Ed è proprio in quest’ultimo capitolo che emerge «il legame di reciproco vantaggio fra imprenditori e soggetti contigui al tifo organizzato e alla criminalità di stampo mafioso», si legge nell’ordinanza che ha ha portato 16 persone in carcere e tre ai domiciliari. Centrali le figura dell’imprenditore dei parcheggi Gherardo Zaccagni e di Giuseppe Caminiti, conosciuto anche come Pino e definito «uomo cardine del sistema illecito che ruota attorno allo stadio». Per i magistrati – che hanno chiesto e ottenuto i domiciliari per il primo e l’arresto per il secondo – Caminiti, originario di Taurianova in provincia di Reggio Calabria, grazie alle vicinanza con l’imprenditore avrebbe fatto da garante degli introiti per la curva Nord dell’Inter, attraverso una tangente mensile. Almeno durante la precedente gestione ultras, in mano oltre che a Berretta a Vittorio Boiocchi (assassinato da due sicari nel 2022, ndr). Un «garante della tranquillità» in stretti rapporti con personaggi come ‘U Dutturicchiu, soprannome del conterraneo di Caminiti; Giuseppe Calabrò. Nessun precedente per mafia ma una condanna definitiva per traffico di sostanze stupefacenti.

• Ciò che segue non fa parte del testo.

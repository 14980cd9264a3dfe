use thiserror::Error;

#[derive(Error, Debug)]
pub enum ServerError {
    #[error("Config error: {0}")]
    Config(#[from] em_config::ConfigError),

    #[error("Database error: {0}")]
    Database(#[from] em_db::DbError),

    #[error("Auth setup error: {0}")]
    Auth(#[from] em_auth::AuthError),

    #[error("Failed to read JWT key file {path}: {source}")]
    JwtKeyFile {
        path: String,
        #[source]
        source: std::io::Error,
    },

    #[error("Logger error: {message}")]
    Logger { message: String },

    #[error("Metrics exporter error: {message}")]
    Metrics { message: String },

    #[error("Failed to bind {addr}: {source}")]
    Bind {
        addr: String,
        #[source]
        source: std::io::Error,
    },

    #[error("Server error: {source}")]
    Serve {
        #[source]
        source: std::io::Error,
    },
}

pub type Result<T> = std::result::Result<T, ServerError>;
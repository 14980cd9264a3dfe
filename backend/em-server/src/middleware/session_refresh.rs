//! Per-request session validation.
//!
//! Every request's bearer token (or session cookie) is verified once here.
//! A verified [`Identity`] is stored in the request extensions for handlers
//! and extractors; a cookie that no longer verifies is cleared on the way out.

use crate::AppState;

use em_auth::{cookie_value, request_token};
use em_core::Identity;

use axum::{
    extract::{Request, State},
    http::{HeaderValue, header::SET_COOKIE},
    middleware::Next,
    response::Response,
};

/// Stored in extensions when a token was presented but rejected.
#[derive(Debug, Clone, Copy, PartialEq, Eq)]
pub struct SessionRejection {
    pub code: &'static str,
}

pub async fn refresh_session(
    State(state): State<AppState>,
    mut req: Request,
    next: Next,
) -> Response {
    let cookie_name = state.session_cookie.name();
    let mut clear_cookie = false;

    match request_token(req.headers(), cookie_name) {
        Ok(Some(token)) => match state.verify_token(&token) {
            Ok(identity) => {
                log::trace!("Session verified for user {}", identity.id);
                req.extensions_mut().insert::<Identity>(identity);
            }
            Err(err) => {
                log::debug!("Session token rejected: {}", err);
                // Only a stale cookie can be repaired from here
                clear_cookie = cookie_value(req.headers(), cookie_name).as_deref() == Some(token.as_str());
                req.extensions_mut().insert(SessionRejection {
                    code: err.error_code(),
                });
            }
        },
        Ok(None) => {}
        Err(err) => {
            log::debug!("Unusable Authorization header: {}", err);
            req.extensions_mut().insert(SessionRejection {
                code: err.error_code(),
            });
        }
    }

    let mut response = next.run(req).await;

    if clear_cookie && let Ok(value) = HeaderValue::from_str(&state.session_cookie.clear()) {
        response.headers_mut().append(SET_COOKIE, value);
    }

    response
}
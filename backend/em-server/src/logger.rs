use crate::error::{Result as ServerErrorResult, ServerError};

use std::path::PathBuf;
use std::time::SystemTime;

use fern::Dispatch;
use fern::colors::{Color, ColoredLevelConfig};
use log::info;

/// Initialize the global `log` backend.
///
/// Lines look like `[2025-03-15T19:30:00Z - INFO] message [src/file.rs:42]`.
/// `log_file` wins over stdout; `colored` only applies to stdout.
pub fn initialize(
    log_level: em_config::LogLevel,
    log_file: Option<PathBuf>,
    colored: bool,
) -> ServerErrorResult<()> {
    let level_filter = log_level.0;

    let output = match log_file {
        Some(ref log_path) => {
            if let Some(parent) = log_path.parent() {
                std::fs::create_dir_all(parent).map_err(|e| ServerError::Logger {
                    message: format!("Failed to create log dir {}: {}", parent.display(), e),
                })?;
            }
            let file = fern::log_file(log_path).map_err(|e| ServerError::Logger {
                message: format!("Failed to open log file {}: {}", log_path.display(), e),
            })?;
            line_format(None).chain(file)
        }
        None if colored => line_format(Some(level_colors())).chain(std::io::stdout()),
        // Plain output for non-TTY (systemd, docker logs)
        None => line_format(None).chain(std::io::stdout()),
    };

    Dispatch::new()
        .level(level_filter)
        // sqlx logs every statement at info
        .level_for("sqlx", log::LevelFilter::Warn)
        .chain(output)
        .apply()
        .map_err(|e| ServerError::Logger {
            message: format!("Failed to initialize logger: {e}"),
        })?;

    match log_file {
        Some(ref path) => info!("Logger initialized: level={:?}, file={}", level_filter, path.display()),
        None => info!("Logger initialized: level={:?}, stdout", level_filter),
    }

    // Route `tracing` events from dependencies into the same output
    tracing_log::LogTracer::init().ok();

    Ok(())
}

fn level_colors() -> ColoredLevelConfig {
    ColoredLevelConfig::new()
        .trace(Color::Magenta)
        .debug(Color::Blue)
        .info(Color::Green)
        .warn(Color::Yellow)
        .error(Color::Red)
}

fn line_format(colors: Option<ColoredLevelConfig>) -> Dispatch {
    Dispatch::new().format(move |out, message, record| {
        let level = match &colors {
            Some(colors) => colors.color(record.level()).to_string(),
            None => record.level().to_string(),
        };
        out.finish(format_args!(
            "[{} - {}] {} [{}:{}]",
            humantime::format_rfc3339(SystemTime::now()),
            level,
            message,
            record.file().unwrap_or("unknown"),
            record.line().unwrap_or(0),
        ))
    })
}
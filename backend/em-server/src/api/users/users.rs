use crate::{ApiError, ApiResult, AppState};

use em_core::ProfileResponse;
use em_db::UserRepository;

use axum::{
    Json,
    extract::{Path, State},
};
use uuid::Uuid;

/// GET /api/v1/users/{id}
///
/// Profile row for one user
pub async fn get_user(
    State(state): State<AppState>,
    Path(id): Path<String>,
) -> ApiResult<Json<ProfileResponse>> {
    let user_id = Uuid::parse_str(&id)?;

    let repo = UserRepository::new(state.pool.clone());
    let profile = repo
        .find_by_id(user_id)
        .await?
        .ok_or_else(|| ApiError::not_found(format!("User {} not found", id)))?;

    Ok(Json(ProfileResponse { profile }))
}
use crate::ClientResult;

use em_core::Profile;

use async_trait::async_trait;

/// Where the reconciler gets the richer user record from.
#[async_trait]
pub trait ProfileSource: Send + Sync {
    /// `Ok(None)` when the user has no profile row.
    async fn fetch_profile(&self, user_id: &str) -> ClientResult<Option<Profile>>;
}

In questo calderone di nomi, legami e tanti soldi Caminiti, che recentemente era sto promosso ai vertici del direttivo della curva insieme al militante di estrema destra Renato Bosetti, si vantava di essere in rapporti anche con esponenti mafiosi siciliani. Il 22 gennaio 2020 viene intercettato un dialogo tra Caminiti e un suo amico. Mentre si trova all’interno di un suv BMW X6 l’indagato parla della famiglia di Cosa nostra dei Fidanzati. Una cosca che ha le sue radice nei rioni Arenella e Acquasanta, a Palermo, ma che è legata a doppio filo proprio con Milano grazie al narcotraffico. «Palermitani sono – diceva Caminiti – io ero molto amico anche del padre…era il referente di Totò Riina a Milano… era il capo mandamento di tutta la Lombardia». L’uomo in questione secondo i magistrati non può che essere Gaetano Fidanzati, lo storico boss – condannato nel Maxiprocesso a Cosa nostra – morto a 78 anni nel 2013.

Le presunte entrature di Caminiti nel mondo della criminalità organizzata spaziano anche per un altro uomo originario di Palermo. Il 20 luglio 2020 gli inquirenti monitorano un pranzo tra lo stesso Caminiti, l’imprenditore dei parcheggi Zaccagni e un terzo soggetto. A ristorante si parla di affari e di strutture da acquistare ma subito dopo è proprio Caminiti a sbottonarsi nel descrivere l’uomo arrivato dalla Sicilia. «Loro sono la batteria della famiglia Fidanzati», spiegava. Un ruolo così importante da caldeggiarne l’assunzione: «Togli magari qualcuno e metti lui… quello di Fidanzati, perché lui già conosce tutti! E se qualcuno già in questo periodo va e dice qualcosa lui sa cosa parlare!». L’uomo in questione non è indagato ma il suo profilo parla chiaro: specializzato nei colpi in banca, arrestato nei mesi scorsi in un blitz della polizia che sgominò un banda che progettava rapine riunendosi al cimitero monumentale di Milano.